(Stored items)
===
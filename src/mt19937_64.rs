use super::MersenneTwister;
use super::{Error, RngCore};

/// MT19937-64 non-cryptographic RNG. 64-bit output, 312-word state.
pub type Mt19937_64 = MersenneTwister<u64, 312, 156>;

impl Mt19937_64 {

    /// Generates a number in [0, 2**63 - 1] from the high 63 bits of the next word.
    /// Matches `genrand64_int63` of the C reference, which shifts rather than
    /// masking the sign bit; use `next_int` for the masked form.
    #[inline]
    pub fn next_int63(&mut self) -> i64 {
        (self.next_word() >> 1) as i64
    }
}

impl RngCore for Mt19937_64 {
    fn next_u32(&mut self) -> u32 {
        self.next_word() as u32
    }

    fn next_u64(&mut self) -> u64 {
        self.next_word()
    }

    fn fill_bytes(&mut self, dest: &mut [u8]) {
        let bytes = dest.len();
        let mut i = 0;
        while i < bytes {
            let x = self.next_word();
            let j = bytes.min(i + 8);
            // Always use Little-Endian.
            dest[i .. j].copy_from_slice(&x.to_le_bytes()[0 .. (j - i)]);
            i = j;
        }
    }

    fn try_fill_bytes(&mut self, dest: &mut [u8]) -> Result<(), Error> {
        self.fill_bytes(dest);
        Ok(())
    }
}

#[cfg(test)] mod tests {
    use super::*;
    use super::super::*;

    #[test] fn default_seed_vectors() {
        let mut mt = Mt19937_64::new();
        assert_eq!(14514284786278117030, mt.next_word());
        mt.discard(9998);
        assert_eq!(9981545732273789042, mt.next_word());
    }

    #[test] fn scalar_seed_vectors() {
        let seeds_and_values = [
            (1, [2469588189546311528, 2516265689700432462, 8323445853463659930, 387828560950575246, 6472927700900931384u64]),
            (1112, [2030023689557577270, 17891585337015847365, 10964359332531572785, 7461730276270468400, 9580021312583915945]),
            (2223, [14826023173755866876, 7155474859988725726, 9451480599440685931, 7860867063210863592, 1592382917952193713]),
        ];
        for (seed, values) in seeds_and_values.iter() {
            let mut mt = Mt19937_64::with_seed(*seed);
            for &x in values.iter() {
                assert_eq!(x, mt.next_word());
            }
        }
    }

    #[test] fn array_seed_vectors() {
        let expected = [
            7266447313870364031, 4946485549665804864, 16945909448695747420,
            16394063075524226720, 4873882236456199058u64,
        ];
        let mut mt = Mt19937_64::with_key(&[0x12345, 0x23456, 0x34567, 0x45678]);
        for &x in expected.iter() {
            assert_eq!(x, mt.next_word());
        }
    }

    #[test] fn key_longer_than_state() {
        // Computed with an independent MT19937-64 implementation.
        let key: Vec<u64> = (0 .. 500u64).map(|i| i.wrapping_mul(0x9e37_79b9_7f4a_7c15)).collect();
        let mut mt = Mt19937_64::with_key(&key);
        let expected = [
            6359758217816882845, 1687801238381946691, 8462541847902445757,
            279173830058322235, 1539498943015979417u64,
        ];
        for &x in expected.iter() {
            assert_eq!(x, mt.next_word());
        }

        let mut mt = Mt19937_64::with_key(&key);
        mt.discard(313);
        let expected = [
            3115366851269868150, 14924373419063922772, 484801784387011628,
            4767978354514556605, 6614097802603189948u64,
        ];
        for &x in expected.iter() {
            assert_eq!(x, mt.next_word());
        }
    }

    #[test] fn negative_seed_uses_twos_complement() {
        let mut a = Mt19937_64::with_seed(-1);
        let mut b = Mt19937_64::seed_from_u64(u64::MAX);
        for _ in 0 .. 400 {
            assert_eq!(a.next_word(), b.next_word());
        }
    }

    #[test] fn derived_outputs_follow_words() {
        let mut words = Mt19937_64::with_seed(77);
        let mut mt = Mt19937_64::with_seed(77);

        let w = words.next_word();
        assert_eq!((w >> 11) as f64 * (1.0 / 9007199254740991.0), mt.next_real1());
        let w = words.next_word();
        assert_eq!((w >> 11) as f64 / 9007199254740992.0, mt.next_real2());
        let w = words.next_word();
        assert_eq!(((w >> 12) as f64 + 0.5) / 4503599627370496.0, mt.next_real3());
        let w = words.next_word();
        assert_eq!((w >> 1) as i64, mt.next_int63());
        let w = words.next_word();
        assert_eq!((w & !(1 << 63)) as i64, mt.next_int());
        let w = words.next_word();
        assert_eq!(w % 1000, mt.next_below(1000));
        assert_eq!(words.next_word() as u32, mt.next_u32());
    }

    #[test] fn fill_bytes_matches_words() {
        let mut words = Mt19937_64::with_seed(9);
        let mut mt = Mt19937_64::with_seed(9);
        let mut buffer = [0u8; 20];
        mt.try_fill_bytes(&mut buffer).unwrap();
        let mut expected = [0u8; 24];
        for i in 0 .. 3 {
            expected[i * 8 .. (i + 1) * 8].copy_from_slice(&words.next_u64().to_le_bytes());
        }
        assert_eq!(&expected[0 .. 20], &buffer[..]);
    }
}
===
Repeat verbatim the opening run of entries, ending with the line that contains "shifts rather than".

- _RESPONSE TO THE TASK_:
filename src/mt19937_64.rs
use super::MersenneTwister;
use super::{Error, RngCore};

/// MT19937-64 non-cryptographic RNG. 64-bit output, 312-word state.
pub type Mt19937_64 = MersenneTwister<u64, 312, 156>;

impl Mt19937_64 {

    /// Generates a number in [0, 2**63 - 1] from the high 63 bits of the next word.
    /// Matches `genrand64_int63` of the C reference, which shifts rather than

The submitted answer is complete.